[PATCH v4 5/7] fs/resctrl: Continue counter allocation after failure
From: Ben Horgan
Date: Thu Mar 26 2026 - 13:29:07 EST
In mbm_event mode, with mbm_assign_on_mkdir set to 1, when a user creates a
new CTRL_MON or MON group resctrl will attempt to allocate counters for
each of the supported mbm events on each resctrl domain. As counters are
limited, these allocations may fail. If an mbm_total_event counter
allocation fails then the mbm_total_event counter allocations for the
remaining domains are skipped and then the mbm_local_event counter
allocations are made. These failures don't cause the group allocation to
fail but the user should still be aware of them. A message for each
attempted allocation is reported in last_cmd_status but in order to fully
interpret that information the user needs to know what was skipped. This
is knowable as the domain list is sorted but it is undesirable to rely on
such implementation details.
Writes to mbm_L3_assignments using the wildcard format, <event>:*=e, will
also skip counter allocation after any counter allocation failure. Leading
once again to counters that are allocated but have no corresponding message
in last_cmd_status to indicate that.
When a new group is created always attempt to allocate all the counters
requested. Similarly, when a a wildcard assign operation is written to
mbm_L3_assignments, attempt to allocate all counters requested by that
particular operation.
For mbm_L3_assignments, continue to return an error on counter allocation
failure and for a write specifying multiple assign operations continue to
abort after the first failing assign operation.
Signed-off-by: Ben Horgan <ben.horgan@xxxxxxx>
---
fs/resctrl/monitor.c | 15 +++++++++------
1 file changed, 9 insertions(+), 6 deletions(-)
diff --git a/fs/resctrl/monitor.c b/fs/resctrl/monitor.c
index 6afa2af26ff7..3f33fff8eb7f 100644
--- a/fs/resctrl/monitor.c
+++ b/fs/resctrl/monitor.c
@@ -1209,9 +1209,10 @@ static int rdtgroup_alloc_assign_cntr(struct rdt_resource *r, struct rdt_l3_mon_
* NULL; otherwise, assign the counter to the specified domain @d.
*
* If all counters in a domain are already in use, rdtgroup_alloc_assign_cntr()

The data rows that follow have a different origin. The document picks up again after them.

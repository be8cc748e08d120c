pub mod analysis;
pub mod error;
pub mod filter;
pub mod har;
pub mod record;

pub use error::{Error, ErrorKind, Result};
pub use record::{Latency, TransactionRecord, records_from_har};
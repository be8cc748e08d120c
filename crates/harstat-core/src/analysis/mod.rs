//! The statistics engine.
//!
//! Every stage is a pure function over borrowed records: [`normalize`] derives
//! the per-record scalars, [`stats`], [`percentile`], [`topn`] and [`group`]
//! aggregate them, and [`report`] stitches the results into one [`Report`].

pub mod group;
pub mod normalize;
pub mod percentile;
pub mod report;
pub mod stats;
pub mod topn;

pub use group::GroupCounts;
pub use normalize::{NormalizedRecord, Normalizer, UrlKey, UrlPolicy, url_prefix};
pub use percentile::{PercentileMap, SortedSample, percentile_label, percentiles};
pub use report::{Report, ReportComposer, ReportConfig, compose_report};
pub use stats::{Measure, Stats, StatsAccumulator};
pub use topn::top_n;
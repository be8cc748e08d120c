use clap::ValueEnum;

pub mod commands;
pub mod export;

#[derive(Copy, Clone, Debug, Eq, PartialEq, ValueEnum)]
pub enum OutputFormat {
    Pretty,
    Json,
    Table,
}

impl OutputFormat {
    pub fn as_str(&self) -> &'static str {
        match self {
            OutputFormat::Pretty => "pretty",
            OutputFormat::Json => "json",
            OutputFormat::Table => "table",
        }
    }
}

- * will fail. The assignment process will abort at the first failure encountered
- * during domain traversal, which may result in the event being only partially
- * assigned.
+ * will fail. When attempting to assign counters to all domains, carry on trying
+ * to assign counters after a failure since only some domains may have counters
+ * and the goal is to assign counters where possible. If any counter assignment
+ * fails, return the error from the last failing assignment.
*
* Return:
* 0 on success, < 0 on failure.
@@ -1224,9 +1225,11 @@ static int rdtgroup_assign_cntr_event(struct rdt_l3_mon_domain *d, struct rdtgro
if (!d) {
list_for_each_entry(d, &r->mon_domains, hdr.list) {
- ret = rdtgroup_alloc_assign_cntr(r, d, rdtgrp, mevt);
- if (ret)
- return ret;
+ int err;
+
+ err = rdtgroup_alloc_assign_cntr(r, d, rdtgrp, mevt);
+ if (err)
+ ret = err;
}
} else {
ret = rdtgroup_alloc_assign_cntr(r, d, rdtgrp, mevt);
--
2.43.0